Aiding and Abetting
- First edition cover
- Author: Muriel Spark
- Cover artist: Andy Bridge
- Language: English
- Publisher: Viking Press
- Publication date: 26 July 2000
- Publication place: United Kingdom
- Media type: Print (Hardback & Paperback)
- ISBN: 0-14-029747-2
- OCLC: 47063403

= Aiding and Abetting (novel) =

2000 novel by Muriel Spark

Aiding and Abetting is a novel written by Muriel Spark and published in 2000, six years before her death. Unlike her other novels, it draws inspiration from a documented occurrence; however, the author acknowledges in a note that she has taken liberties with the facts.

==Plot summary==

The central figure in the novel is Hildegarde Wolf, a fraudulent psychiatrist also known as Beate Pappenheim, who practices in Paris. She finds herself with two patients, both claiming to be Lord Lucan, an English earl who, in a real-life event in London in 1974, mistakenly killed his daughter's nanny, believing her to be his wife. Building upon this premise, the novel unfolds with a series of humorous coincidences and improbable situations, as the two "Lucans" blackmail Dr. Wolf. The tragic mix-up between the nanny and the wife serves as a mirrored reflection in the intertwined destinies of the two Lucans.

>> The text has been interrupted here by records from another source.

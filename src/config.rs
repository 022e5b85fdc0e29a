use anyhow::{Context, Result};
use serde::{Deserialize, Serialize};
use std::{path::PathBuf, time::Duration};

use crate::audio::{
    frame::FRAME_DURATION, reorder::SpeechOrder, scheduler::OverflowPolicy,
    session::SessionSettings,
};
use crate::relay::RelaySettings;

#[derive(Debug, Clone, Deserialize, Serialize)]
pub struct Config {
    // Discord
    #[serde(skip_serializing)]
    pub discord_token: String,
    pub guild_id: Option<u64>, // Para comandos de desarrollo

    // Motor de voz
    pub tts_base_url: String,
    pub tts_speaker: u32,
    pub tts_timeout_secs: u64,
    pub max_message_chars: usize,

    // Audio
    pub default_volume: f32,
    pub max_queue_size: usize,
    pub queue_overflow: OverflowPolicy,
    pub read_ahead_ms: u64,
    pub transport_buffer_frames: usize,
    pub speech_order: SpeechOrder,

    // Paths
    pub clip_dir: Option<PathBuf>, // None desactiva el archivo de clips
}

impl Config {
    pub fn load() -> Result<Self> {
        dotenvy::dotenv().ok();

        let config = Self::from_lookup(|key| std::env::var(key).ok())?;

        // Validate configuration before returning
        config.validate()?;

        Ok(config)
    }

    /// Builds the configuration from any key lookup (environment, tests).
    pub fn from_lookup(lookup: impl Fn(&str) -> Option<String>) -> Result<Self> {
        let defaults = Self::default();
        let var = |key: &str, default: String| lookup(key).unwrap_or(default);

        Ok(Self {
            // Discord
            discord_token: lookup("DISCORD_TOKEN").context("DISCORD_TOKEN no está definido")?,
            guild_id: lookup("GUILD_ID").and_then(|s| s.trim().parse().ok()),

            // Motor de voz
            tts_base_url: var("TTS_BASE_URL", defaults.tts_base_url),
            tts_speaker: var("TTS_SPEAKER", defaults.tts_speaker.to_string())
                .parse()
                .context("TTS_SPEAKER inválido")?,
            tts_timeout_secs: var("TTS_TIMEOUT_SECS", defaults.tts_timeout_secs.to_string())
                .parse()
                .context("TTS_TIMEOUT_SECS inválido")?,
            max_message_chars: var("MAX_MESSAGE_CHARS", defaults.max_message_chars.to_string())
                .parse()
                .context("MAX_MESSAGE_CHARS inválido")?,

            // Audio
            default_volume: var("DEFAULT_VOLUME", defaults.default_volume.to_string())
                .parse()
                .context("DEFAULT_VOLUME inválido")?,
            max_queue_size: var("MAX_QUEUE_SIZE", defaults.max_queue_size.to_string())
                .parse()
                .context("MAX_QUEUE_SIZE inválido")?,
            queue_overflow: var("QUEUE_OVERFLOW", "drop-newest".to_string()).parse()?,
            read_ahead_ms: var("READ_AHEAD_MS", defaults.read_ahead_ms.to_string())
                .parse()
                .context("READ_AHEAD_MS inválido")?,
            transport_buffer_frames: var(
                "TRANSPORT_BUFFER_FRAMES",
                defaults.transport_buffer_frames.to_string(),
            )
            .parse()
            .context("TRANSPORT_BUFFER_FRAMES inválido")?,
            speech_order: var("SPEECH_ORDER", "completion".to_string()).parse()?,

            // Paths
            clip_dir: match lookup("CLIP_DIR") {
                Some(dir) if dir.trim().is_empty() => None,
                Some(dir) => Some(dir.into()),
                None => defaults.clip_dir,
            },
        })
    }

    /// Validates configuration values for correctness.
    ///
    /// # Validation Rules
    ///
    /// - Token must not be empty
    /// - Volume must be between 0.0 and 2.0
    /// - Queue size and message length must be > 0
    /// - Read-ahead must be between 20 and 1000 ms
    /// - Transport buffer must be between 1 and 50 frames
    pub fn validate(&self) -> Result<()> {
        if self.discord_token.trim().is_empty() {
            anyhow::bail!("DISCORD_TOKEN must not be empty");
        }

        url::Url::parse(&self.tts_base_url)
            .with_context(|| format!("Invalid TTS_BASE_URL: {}", self.tts_base_url))?;

        if self.tts_timeout_secs == 0 {
            anyhow::bail!("TTS timeout must be greater than 0");
        }

        if self.max_message_chars == 0 {
            anyhow::bail!("Max message length must be greater than 0");
        }

        // Validate audio settings
        if !(0.0..=2.0).contains(&self.default_volume) {
            anyhow::bail!("Default volume must be between 0.0 and 2.0, got: {}", self.default_volume);
        }

        if self.max_queue_size == 0 {
            anyhow::bail!("Max queue size must be greater than 0");
        }

        if !(20..=1000).contains(&self.read_ahead_ms) {
            anyhow::bail!("Read-ahead must be between 20 and 1000 ms, got: {}", self.read_ahead_ms);
        }

        if !(1..=50).contains(&self.transport_buffer_frames) {
            anyhow::bail!(
                "Transport buffer must be between 1 and 50 frames, got: {}",
                self.transport_buffer_frames
            );
        }

        Ok(())
    }

    pub fn tts_timeout(&self) -> Duration {
        Duration::from_secs(self.tts_timeout_secs)
    }

    /// Frames buffered ahead of the pump for each clip
    pub fn read_ahead_frames(&self) -> usize {
        (self.read_ahead_ms / FRAME_DURATION.as_millis() as u64).max(1) as usize
    }

    pub fn relay_settings(&self) -> RelaySettings {
        RelaySettings {
            speaker: self.tts_speaker,
            max_message_chars: self.max_message_chars,
            read_ahead_frames: self.read_ahead_frames(),
            session: SessionSettings {
                max_pending: self.max_queue_size,
                overflow: self.queue_overflow,
                order: self.speech_order,
            },
        }
    }

    /// Returns a summary of the current configuration for logging.
    ///
    /// Excludes the token.
    pub fn summary(&self) -> String {
        format!(
            "Config Summary:\n  \
            Discord: Guild {}\n  \
            TTS: {} (voz {}, timeout {}s, máx. {} caracteres)\n  \
            Audio: {}% vol, cola {} ({:?}), orden {:?}\n  \
            Buffers: {}ms read-ahead, {} frames transporte\n  \
            Clips: {}",
            self.guild_id.map_or("global".to_string(), |id| id.to_string()),
            self.tts_base_url,
            self.tts_speaker,
            self.tts_timeout_secs,
            self.max_message_chars,
            (self.default_volume * 100.0) as u32,
            self.max_queue_size,
            self.queue_overflow,
            self.speech_order,
            self.read_ahead_ms,
            self.transport_buffer_frames,
            self.clip_dir
                .as_ref()
                .map_or("desactivado".to_string(), |d| d.display().to_string()),
        )
    }
}

/// Default configuration values.
///
/// Used as fallbacks when environment variables are not provided.
impl Default for Config {
    fn default() -> Self {
        Self {
            // Discord (no defaults - must be provided)
            discord_token: String::new(),
            guild_id: None,

            // Motor de voz local
            tts_base_url: "http://localhost:50031".to_string(),
            tts_speaker: 0,
            tts_timeout_secs: 30,
            max_message_chars: 200,

            // Audio defaults
            default_volume: 0.3,
            max_queue_size: 32,
            queue_overflow: OverflowPolicy::DropNewest,
            read_ahead_ms: 500,
            transport_buffer_frames: 5,
            speech_order: SpeechOrder::Completion,

            // Path defaults
            clip_dir: Some("./output".into()),
        }
    }
}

In the final chapters set in Africa, there is a reminiscent quality of Evelyn Waugh's novel A Handful of Dust (1934), who was a model and occasional mentor to Muriel Spark.

==Reception==

John Updike in The New Yorker described the novel as "one of the best of her sui-generis novels". Alex Clark in The Guardian called it "ambitious, rewardingly complex ... [an] exceptionally intelligent book. It is hard to think of another writer who could devise such a brashly absurd plot and then execute it with both flair and gravity". The Independent described it as "Part Buchanesque romp through the Scottish glens, part chilling psycho-drama". Kirkus Reviews said "Quick, incisive, often entertaining, sometimes mysterious, at a moment or two compelling, but overall and generally, slight. Yet, from this venerable author, even slight is still Sparkian".